> What the task requires
Please write out the records exactly.

....................

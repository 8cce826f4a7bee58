//! Error handling for the chain state machine.
//!
//! Mirrors the teacher's `PerpError { id, domain, description, data }` /
//! `perp_error!` pattern: a single structured error type carrying a
//! component tag and a stable code, raised via macros so call sites read
//! like `chain_bail!(ErrorCode::InsufficientBalance, Component::Balance,
//! "account {account} has {have}, needs {need}")`.
use std::fmt;

use schemars::JsonSchema;
use serde::{Deserialize, Serialize};

/// The component (spec §2 C1-C10) an error originated in.
#[derive(Debug, Clone, Copy, PartialEq, Eq, Serialize, Deserialize, JsonSchema)]
#[serde(rename_all = "snake_case")]
#[allow(missing_docs)]
pub enum Component {
    AssetRegistry,
    BalanceLedger,
    AccountAuthority,
    MarketEngine,
    RewardEngine,
    SocialGraph,
    Governance,
    ProducerProtocol,
    EvaluatorDispatch,
    IndexedStore,
}

/// Stable error identifier, grouped per spec §7's error categories.
#[derive(Debug, Clone, Copy, PartialEq, Eq, Serialize, Deserialize, JsonSchema)]
#[serde(rename_all = "snake_case")]
#[allow(missing_docs)]
pub enum ErrorCode {
    // Validation
    MalformedField,
    OutOfRange,
    UnknownEntity,
    InvalidAssetSymbol,
    InvalidPermlink,
    // Authorisation
    MissingAuthority,
    VotingRightsDeclined,
    AccountInactive,
    AuthorityRecursionTooDeep,
    SignatureInvalid,
    // Precondition
    InsufficientBalance,
    MissingApproval,
    WrongOrderState,
    DuplicateId,
    RateLimited,
    StakeScheduleConflict,
    TooManyConcurrentRequests,
    // Consensus
    SupplyConservationViolated,
    UnfillableMarginCall,
    ProxyCycle,
    ProxyDepthExceeded,
    BlackSwan,
    // Scheduling
    NotYetActive,
    Expired,
    RequestLimitExceeded,
}

/// A structured, serializable error value for the chain state machine.
#[derive(Debug, Clone, Serialize, Deserialize, JsonSchema)]
pub struct ChainError {
    pub code: ErrorCode,
    pub component: Component,
    pub description: String,
}

impl fmt::Display for ChainError {
    fn fmt(&self, f: &mut fmt::Formatter<'_>) -> fmt::Result {
        write!(f, "[{:?}/{:?}] {}", self.component, self.code, self.description)
    }
}

impl std::error::Error for ChainError {}

/// Builds a [`ChainError`] value without wrapping it in `anyhow::Error`.
#[macro_export]
macro_rules! chain_error {
    ($code:expr, $component:expr, $($t:tt)*) => {{
        $crate::error::ChainError {
            code: $code,
            component: $component,
            description: format!($($t)*),
        }
    }};
}

/// Builds a [`ChainError`] and immediately returns it from the enclosing
/// function via `anyhow::Error`, for evaluators whose return type is
/// `anyhow::Result<T>`.
#[macro_export]
macro_rules! chain_bail {
    ($code:expr, $component:expr, $($t:tt)*) => {
        return Err(anyhow::Error::new($crate::chain_error!($code, $component, $($t)*)))
    };
}

/// Asserts a precondition, bailing with a [`ChainError`] if it does not
/// hold. Evaluators use this in place of `assert!`/`panic!`: per spec §7,
/// no error is recovered inside an evaluator, but none may panic either —
/// the enclosing operation's undo scope must still unwind cleanly.
#[macro_export]
macro_rules! chain_ensure {
    ($cond:expr, $code:expr, $component:expr, $($t:tt)*) => {
        if !($cond) {
            $crate::chain_bail!($code, $component, $($t)*);
        }
    };
}

pub type ChainResult<T> = anyhow::Result<T>;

....................

> Answer for the task
repository 8cce826f4a7bee58
//! Error handling for the chain state machine.
//!
//! Mirrors the teacher's `PerpError { id, domain, description, data }` /
//! `perp_error!` pattern: a single structured error type carrying a
//! component tag and a stable code, raised via macros so call sites read
//! like `chain_bail!(ErrorCode::InsufficientBalance, Component::Balance,
//! "account {account} has {have}, needs {need}")`.
use std::fmt;

use schemars::JsonSchema;
use serde::{Deserialize, Serialize};

/// The component (spec §2 C1-C10) an error originated in.
#[derive(Debug, Clone, Copy, PartialEq, Eq, Serialize, Deserialize, JsonSchema)]
#[serde(rename_all = "snake_case")]
#[allow(missing_docs)]
pub enum Component {
    AssetRegistry,
    BalanceLedger,
    AccountAuthority,
    MarketEngine,
    RewardEngine,
    SocialGraph,
    Governance,
    ProducerProtocol,
    EvaluatorDispatch,
    IndexedStore,
}

/// Stable error identifier, grouped per spec §7's error categories.
#[derive(Debug, Clone, Copy, PartialEq, Eq, Serialize, Deserialize, JsonSchema)]
#[serde(rename_all = "snake_case")]
#[allow(missing_docs)]
pub enum ErrorCode {
    // Validation
    MalformedField,
    OutOfRange,
    UnknownEntity,
    InvalidAssetSymbol,
    InvalidPermlink,
    // Authorisation
    MissingAuthority,
    VotingRightsDeclined,
    AccountInactive,
    AuthorityRecursionTooDeep,
    SignatureInvalid,
    // Precondition
    InsufficientBalance,
    MissingApproval,
    WrongOrderState,
    DuplicateId,
    RateLimited,
    StakeScheduleConflict,
    TooManyConcurrentRequests,
    // Consensus
    SupplyConservationViolated,
    UnfillableMarginCall,
    ProxyCycle,
    ProxyDepthExceeded,
    BlackSwan,
    // Scheduling
    NotYetActive,
    Expired,
    RequestLimitExceeded,
}

/// A structured, serializable error value for the chain state machine.
#[derive(Debug, Clone, Serialize, Deserialize, JsonSchema)]
pub struct ChainError {
    pub code: ErrorCode,
    pub component: Component,
    pub description: String,
}

impl fmt::Display for ChainError {
    fn fmt(&self, f: &mut fmt::Formatter<'_>) -> fmt::Result {
        write!(f, "[{:?}/{:?}] {}", self.component, self.code, self.description)
    }
}

impl std::error::Error for ChainError {}

/// Builds a [`ChainError`] value without wrapping it in `anyhow::Error`.
#[macro_export]
macro_rules! chain_error {
    ($code:expr, $component:expr, $($t:tt)*) => {{
        $crate::error::ChainError {
            code: $code,
            component: $component,
            description: format!($($t)*),
        }
    }};
}

/// Builds a [`ChainError`] and immediately returns it from the enclosing
/// function via `anyhow::Error`, for evaluators whose return type is
/// `anyhow::Result<T>`.
#[macro_export]
macro_rules! chain_bail {
    ($code:expr, $component:expr, $($t:tt)*) => {
        return Err(anyhow::Error::new($crate::chain_error!($code, $component, $($t)*)))
    };
}

/// Asserts a precondition, bailing with a [`ChainError`] if it does not
/// hold. Evaluators use this in place of `assert!`/`panic!`: per spec §7,
/// no error is recovered inside an evaluator, but none may panic either —
/// the enclosing operation's undo scope must still unwind cleanly.
#[macro_export]
macro_rules! chain_ensure {
    ($cond:expr, $code:expr, $component:expr, $($t:tt)*) => {
        if !($cond) {
            $crate::chain_bail!($code, $component, $($t)*);
        }
    };
}

pub type ChainResult<T> = anyhow::Result<T>;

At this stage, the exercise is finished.